*MATERIAL FOR THIS EXERCISE*
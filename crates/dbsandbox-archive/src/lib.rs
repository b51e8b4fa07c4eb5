//! Tarball extraction with path sanitization, and shell tarball merging.
//!
//! # Architecture
//!
//! - `detect.rs` - Gzip magic check
//! - `sanitize.rs` - Path sanitization (zip-slip prevention)
//! - `extract.rs` - Streaming `.tar.gz` extraction
//! - `merge.rs` - Merging a shell tarball into an unpacked server tree
//! - `options.rs` / `report.rs` - Shared types

pub use error::{Error, PathList, Result};
pub use extract::{extract_archive, extract_from_reader};
pub use merge::merge_shell;
pub use options::{ExtractOptions, InvalidVerbosity, Progress, Verbosity};
pub use report::ArchiveReport;
pub use sanitize::{SanitizedPath, sanitize_path, sanitize_symlink_target};

mod detect;
mod error;
mod extract;
mod merge;
pub mod options;
mod report;
mod sanitize;
use crate::{Error, Result};
use std::fs;
use std::path::Path;

/// True when `path` exists and is a directory (symlinks are followed).
pub fn dir_exists(path: impl AsRef<Path>) -> bool {
    path.as_ref().is_dir()
}

/// Moves the directory `from` to `to` without clobbering.
///
/// `to` must not exist yet; an existing target is reported instead of being
/// replaced, so a finished installation is never overwritten.
pub fn rename_dir(from: impl AsRef<Path>, to: impl AsRef<Path>) -> Result<()> {
    let from = from.as_ref();
    let to = to.as_ref();

    let meta = fs::symlink_metadata(from).map_err(|_| Error::NotFound {
        path: from.to_path_buf(),
    })?;
    if !meta.is_dir() {
        return Err(Error::NotADirectory {
            path: from.to_path_buf(),
        });
    }
    if fs::symlink_metadata(to).is_ok() {
        return Err(Error::AlreadyExists {
            path: to.to_path_buf(),
        });
    }

    tracing::debug!(from = %from.display(), to = %to.display(), "renaming directory");
    fs::rename(from, to).map_err(|e| Error::Rename {
        from: from.to_path_buf(),
        to: to.to_path_buf(),
        source: e,
    })
}

#[cfg(test)]
mod tests {
    use super::*;
    use tempfile::tempdir;

    #[test]
    fn test_rename_dir() {
        let dir = tempdir().unwrap();
        let src = dir.path().join("src");
        let dest = dir.path().join("dest");
        std::fs::create_dir_all(&src).unwrap();
        std::fs::write(src.join("file.txt"), "data").unwrap();

        rename_dir(&src, &dest).unwrap();
        assert!(!src.exists());
        assert!(dest.join("file.txt").exists());
    }

    #[test]
    fn test_rename_dir_refuses_existing_target() {
        let dir = tempdir().unwrap();
        let src = dir.path().join("src");
        let dest = dir.path().join("dest");
        std::fs::create_dir_all(&src).unwrap();
        std::fs::create_dir_all(&dest).unwrap();

        let err = rename_dir(&src, &dest).unwrap_err();
        assert!(matches!(err, Error::AlreadyExists { .. }));
        assert!(src.exists());
    }

    #[test]
    fn test_rename_dir_missing_source() {
        let dir = tempdir().unwrap();
        let err = rename_dir(dir.path().join("nope"), dir.path().join("dest")).unwrap_err();
        assert!(matches!(err, Error::NotFound { .. }));
    }

    #[test]
    fn test_rename_dir_rejects_file_source() {
        let dir = tempdir().unwrap();
        let file = dir.path().join("file.txt");
        std::fs::write(&file, "data").unwrap();
        let err = rename_dir(&file, dir.path().join("dest")).unwrap_err();
        assert!(matches!(err, Error::NotADirectory { .. }));
    }

    #[test]
    fn test_dir_exists() {
        let dir = tempdir().unwrap();
        let file = dir.path().join("file.txt");
        std::fs::write(&file, "data").unwrap();

        assert!(dir_exists(dir.path()));
        assert!(!dir_exists(&file));
        assert!(!dir_exists(dir.path().join("missing")));
    }
}
//! Version detection inside arbitrary file names.

use once_cell::sync::Lazy;
use regex::Regex;

static EMBEDDED_VERSION: Lazy<Regex> = Lazy::new(|| Regex::new(r"\d+\.\d+\.\d+").unwrap());

/// Returns the first dotted digit triple found in `name`.
///
/// Surrounding characters do not matter: `mysql-8.0.4-rc-linux-glibc2.12-x86_64.tar.gz`
/// yields `8.0.4`, while `glibc2.12` alone is only a pair and is skipped.
pub fn detect_version(name: &str) -> Option<&str> {
    EMBEDDED_VERSION.find(name).map(|m| m.as_str())
}

#[cfg(test)]
mod tests {
    use super::*;
    use proptest::prelude::*;

    #[test]
    fn detects_mysql_release() {
        assert_eq!(
            detect_version("mysql-8.0.4-rc-linux-glibc2.12-x86_64.tar.gz"),
            Some("8.0.4")
        );
    }

    #[test]
    fn detects_percona_release() {
        assert_eq!(detect_version("Percona-Server-5.7.21-linux.tar.gz"), Some("5.7.21"));
    }

    #[test]
    fn first_occurrence_wins() {
        assert_eq!(detect_version("mysql-shell-8.0.18-for-5.7.30.tar.gz"), Some("8.0.18"));
    }

    #[test]
    fn no_triple_no_version() {
        assert_eq!(detect_version("mysql-mybuild.tar.gz"), None);
        assert_eq!(detect_version("glibc2.12.tar.gz"), None);
        assert_eq!(detect_version(""), None);
    }

    proptest! {
        #[test]
        fn embedded_triple_is_found(
            head in "[a-zA-Z_-]{0,12}",
            tail in "[a-zA-Z_-]{0,12}",
            major in 0u32..100,
            minor in 0u32..100,
            rev in 0u32..1000,
        ) {
            let version = format!("{major}.{minor}.{rev}");
            let name = format!("{head}{version}{tail}.tar.gz");
            prop_assert_eq!(detect_version(&name), Some(version.as_str()));
        }

        #[test]
        fn earlier_triple_shadows_later(
            first in (0u32..50, 0u32..50, 0u32..50),
            second in (50u32..100, 0u32..50, 0u32..50),
        ) {
            let a = format!("{}.{}.{}", first.0, first.1, first.2);
            let b = format!("{}.{}.{}", second.0, second.1, second.2);
            let name = format!("pkg-{a}-for-{b}.tar.gz");
            prop_assert_eq!(detect_version(&name), Some(a.as_str()));
        }
    }
}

*WHAT YOU NEED TO DO*
Out of the preceding entries, pull each line that contains the word "join".

*RESULT BELOW*
        let src = dir.path().join("src");
        let dest = dir.path().join("dest");
        std::fs::write(src.join("file.txt"), "data").unwrap();
        assert!(dest.join("file.txt").exists());
        let src = dir.path().join("src");
        let dest = dir.path().join("dest");
        let err = rename_dir(dir.path().join("nope"), dir.path().join("dest")).unwrap_err();
        let file = dir.path().join("file.txt");
        let err = rename_dir(&file, dir.path().join("dest")).unwrap_err();
        let file = dir.path().join("file.txt");
        assert!(!dir_exists(dir.path().join("missing")));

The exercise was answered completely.